### Problem to solve
Could you copy the lines below exactly, leaving none out?

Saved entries
________

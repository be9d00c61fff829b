use crate::graph_io::GraphFormat;
use log::info;

pub fn parse_graph_format(s: &str) -> GraphFormat {
    match s.to_lowercase().as_str() {
        "ttl" | "turtle" => GraphFormat::Turtle,
        // turtle is valid n3
        "n3" => GraphFormat::Turtle,
        "nt" | "ntriples" | "n-triples" => GraphFormat::NTriples,
        "nq" | "nquads" => GraphFormat::NQuads,
        "trig" => GraphFormat::TriG,
        "xml" | "rdf" | "rdfxml" | "pretty-xml" => GraphFormat::RdfXml,
        "j" | "json" => GraphFormat::Json,
        other => {
            info!("Unknown graph format '{}', defaulting to `turtle`..!", other);
            GraphFormat::Turtle
        }
    }
}

/// Closest plain-ASCII rendering of `text`, for MIDI text meta events.
pub fn ascii_text(text: &str) -> String {
    deunicode::deunicode(text).trim().to_string()
}
use crate::model::statement::{Statement, Term};
use serde::{Deserialize, Serialize};
use std::collections::{HashMap, HashSet};

/// An insertion-ordered set of statements, indexed by subject, by predicate
/// and by (subject, predicate).
#[derive(Debug, Clone, Default, Serialize, Deserialize)]
#[serde(from = "Vec<Statement>", into = "Vec<Statement>")]
pub struct StatementStore {
    statements: Vec<Statement>,
    seen: HashSet<Statement>,
    by_subject: HashMap<Term, Vec<usize>>,
    by_predicate: HashMap<Term, Vec<usize>>,
    by_subject_predicate: HashMap<(Term, Term), Vec<usize>>,
}

impl StatementStore {
    pub fn new() -> Self {
        Self::default()
    }

    pub fn len(&self) -> usize {
        self.statements.len()
    }

    pub fn is_empty(&self) -> bool {
        self.statements.is_empty()
    }

    /// Adds a statement, returning `false` if it was already present.
    pub fn push(&mut self, statement: Statement) -> bool {
        if self.seen.contains(&statement) {
            return false;
        }

        let idx = self.statements.len();
        self.by_subject
            .entry(statement.subject.clone())
            .or_default()
            .push(idx);
        self.by_predicate
            .entry(statement.predicate.clone())
            .or_default()
            .push(idx);
        self.by_subject_predicate
            .entry((statement.subject.clone(), statement.predicate.clone()))
            .or_default()
            .push(idx);
        self.seen.insert(statement.clone());
        self.statements.push(statement);

        true
    }

    pub fn insert(
        &mut self,
        subject: impl Into<Term>,
        predicate: impl Into<Term>,
        object: impl Into<Term>,
    ) -> bool {
        self.push(Statement::new(subject, predicate, object))
    }

    pub fn contains(&self, statement: &Statement) -> bool {
        self.seen.contains(statement)
    }

    /// Statements in insertion order.
    pub fn iter(&self) -> std::slice::Iter<'_, Statement> {
        self.statements.iter()
    }

    /// Statements matching a pattern; `None` matches anything.
    pub fn matching<'a, 'b>(
        &'a self,
        subject: Option<&'b Term>,
        predicate: Option<&'b Term>,
        object: Option<&'b Term>,
    ) -> Box<dyn Iterator<Item = &'a Statement> + 'b>
    where
        'a: 'b,
    {
        let candidates: Box<dyn Iterator<Item = &'a Statement> + 'b> = match (subject, predicate) {
            (Some(s), Some(p)) => self.indexed(
                self.by_subject_predicate
                    .get(&(s.clone(), p.clone()))
                    .map(Vec::as_slice),
            ),
            (Some(s), None) => self.indexed(self.by_subject.get(s).map(Vec::as_slice)),
            (None, Some(p)) => self.indexed(self.by_predicate.get(p).map(Vec::as_slice)),
            (None, None) => Box::new(self.statements.iter()),
        };

        match object {
            Some(o) => Box::new(candidates.filter(move |st| &st.object == o)),
            None => candidates,
        }
    }

    fn indexed<'a>(
        &'a self,
        indices: Option<&'a [usize]>,
    ) -> Box<dyn Iterator<Item = &'a Statement> + 'a> {
        Box::new(
            indices
                .unwrap_or_default()
                .iter()
                .map(move |idx| &self.statements[*idx]),
        )
    }

    pub fn objects<'a, 'b>(
        &'a self,
        subject: &'b Term,
        predicate: &'b Term,
    ) -> impl Iterator<Item = &'a Term> + 'b
    where
        'a: 'b,
    {
        self.matching(Some(subject), Some(predicate), None)
            .map(|st| &st.object)
    }

    /// First object for (subject, predicate) in insertion order.
    pub fn object(&self, subject: &Term, predicate: &Term) -> Option<&Term> {
        self.by_subject_predicate
            .get(&(subject.clone(), predicate.clone()))
            .and_then(|indices| indices.first())
            .map(|idx| &self.statements[*idx].object)
    }

    pub fn subjects<'a, 'b>(
        &'a self,
        predicate: &'b Term,
        object: &'b Term,
    ) -> impl Iterator<Item = &'a Term> + 'b
    where
        'a: 'b,
    {
        self.matching(None, Some(predicate), Some(object))
            .map(|st| &st.subject)
    }

    /// All statements in (subject, predicate, object) order.
    pub fn sorted(&self) -> Vec<&Statement> {
        let mut sorted: Vec<&Statement> = self.statements.iter().collect();
        sorted.sort();
        sorted
    }

    pub fn extend<I: IntoIterator<Item = Statement>>(&mut self, statements: I) {
        for statement in statements {
            self.push(statement);
        }
    }
}

impl From<Vec<Statement>> for StatementStore {
    fn from(statements: Vec<Statement>) -> Self {
        let mut store = StatementStore::new();
        store.extend(statements);
        store
    }
}

impl From<StatementStore> for Vec<Statement> {
    fn from(store: StatementStore) -> Self {
        store.statements
    }
}

impl FromIterator<Statement> for StatementStore {
    fn from_iter<I: IntoIterator<Item = Statement>>(iter: I) -> Self {
        let mut store = StatementStore::new();
        store.extend(iter);
        store
    }
}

________

### Task solution
repository be9d00c61fff829b
use crate::graph_io::GraphFormat;
use log::info;

pub fn parse_graph_format(s: &str) -> GraphFormat {
    match s.to_lowercase().as_str() {
        "ttl" | "turtle" => GraphFormat::Turtle,
        // turtle is valid n3
        "n3" => GraphFormat::Turtle,
        "nt" | "ntriples" | "n-triples" => GraphFormat::NTriples,
        "nq" | "nquads" => GraphFormat::NQuads,
        "trig" => GraphFormat::TriG,
        "xml" | "rdf" | "rdfxml" | "pretty-xml" => GraphFormat::RdfXml,
        "j" | "json" => GraphFormat::Json,
        other => {
            info!("Unknown graph format '{}', defaulting to `turtle`..!", other);
            GraphFormat::Turtle
        }
    }
}

/// Closest plain-ASCII rendering of `text`, for MIDI text meta events.
pub fn ascii_text(text: &str) -> String {
    deunicode::deunicode(text).trim().to_string()
}
use crate::model::statement::{Statement, Term};
use serde::{Deserialize, Serialize};
use std::collections::{HashMap, HashSet};

/// An insertion-ordered set of statements, indexed by subject, by predicate
/// and by (subject, predicate).
#[derive(Debug, Clone, Default, Serialize, Deserialize)]
#[serde(from = "Vec<Statement>", into = "Vec<Statement>")]
pub struct StatementStore {
    statements: Vec<Statement>,
    seen: HashSet<Statement>,
    by_subject: HashMap<Term, Vec<usize>>,
    by_predicate: HashMap<Term, Vec<usize>>,
    by_subject_predicate: HashMap<(Term, Term), Vec<usize>>,
}

impl StatementStore {
    pub fn new() -> Self {
        Self::default()
    }

    pub fn len(&self) -> usize {
        self.statements.len()
    }

    pub fn is_empty(&self) -> bool {
        self.statements.is_empty()
    }

    /// Adds a statement, returning `false` if it was already present.
    pub fn push(&mut self, statement: Statement) -> bool {
        if self.seen.contains(&statement) {
            return false;
        }

        let idx = self.statements.len();
        self.by_subject
            .entry(statement.subject.clone())
            .or_default()
            .push(idx);
        self.by_predicate
            .entry(statement.predicate.clone())
            .or_default()
            .push(idx);
        self.by_subject_predicate
            .entry((statement.subject.clone(), statement.predicate.clone()))
            .or_default()
            .push(idx);
        self.seen.insert(statement.clone());
        self.statements.push(statement);

        true
    }

    pub fn insert(
        &mut self,
        subject: impl Into<Term>,
        predicate: impl Into<Term>,
        object: impl Into<Term>,
    ) -> bool {
        self.push(Statement::new(subject, predicate, object))
    }

    pub fn contains(&self, statement: &Statement) -> bool {
        self.seen.contains(statement)
    }

    /// Statements in insertion order.
    pub fn iter(&self) -> std::slice::Iter<'_, Statement> {
        self.statements.iter()
    }

    /// Statements matching a pattern; `None` matches anything.
    pub fn matching<'a, 'b>(
        &'a self,
        subject: Option<&'b Term>,
        predicate: Option<&'b Term>,
        object: Option<&'b Term>,
    ) -> Box<dyn Iterator<Item = &'a Statement> + 'b>
    where
        'a: 'b,
    {
        let candidates: Box<dyn Iterator<Item = &'a Statement> + 'b> = match (subject, predicate) {
            (Some(s), Some(p)) => self.indexed(
                self.by_subject_predicate
                    .get(&(s.clone(), p.clone()))
                    .map(Vec::as_slice),
            ),
            (Some(s), None) => self.indexed(self.by_subject.get(s).map(Vec::as_slice)),
            (None, Some(p)) => self.indexed(self.by_predicate.get(p).map(Vec::as_slice)),
            (None, None) => Box::new(self.statements.iter()),
        };

        match object {
            Some(o) => Box::new(candidates.filter(move |st| &st.object == o)),
            None => candidates,
        }
    }

    fn indexed<'a>(
        &'a self,
        indices: Option<&'a [usize]>,
    ) -> Box<dyn Iterator<Item = &'a Statement> + 'a> {
        Box::new(
            indices
                .unwrap_or_default()
                .iter()
                .map(move |idx| &self.statements[*idx]),
        )
    }

    pub fn objects<'a, 'b>(
        &'a self,
        subject: &'b Term,
        predicate: &'b Term,
    ) -> impl Iterator<Item = &'a Term> + 'b
    where
        'a: 'b,
    {
        self.matching(Some(subject), Some(predicate), None)
            .map(|st| &st.object)
    }

    /// First object for (subject, predicate) in insertion order.
    pub fn object(&self, subject: &Term, predicate: &Term) -> Option<&Term> {
        self.by_subject_predicate
            .get(&(subject.clone(), predicate.clone()))
            .and_then(|indices| indices.first())
            .map(|idx| &self.statements[*idx].object)
    }

    pub fn subjects<'a, 'b>(
        &'a self,
        predicate: &'b Term,
        object: &'b Term,
    ) -> impl Iterator<Item = &'a Term> + 'b
    where
        'a: 'b,
    {
        self.matching(None, Some(predicate), Some(object))
            .map(|st| &st.subject)
    }

    /// All statements in (subject, predicate, object) order.
    pub fn sorted(&self) -> Vec<&Statement> {
        let mut sorted: Vec<&Statement> = self.statements.iter().collect();
        sorted.sort();
        sorted
    }

    pub fn extend<I: IntoIterator<Item = Statement>>(&mut self, statements: I) {
        for statement in statements {
            self.push(statement);
        }
    }
}

impl From<Vec<Statement>> for StatementStore {
    fn from(statements: Vec<Statement>) -> Self {
        let mut store = StatementStore::new();
        store.extend(statements);
        store
    }
}

impl From<StatementStore> for Vec<Statement> {
    fn from(store: StatementStore) -> Self {
        store.statements
    }
}

impl FromIterator<Statement> for StatementStore {
    fn from_iter<I: IntoIterator<Item = Statement>>(iter: I) -> Self {
        let mut store = StatementStore::new();
        store.extend(iter);
        store
    }
}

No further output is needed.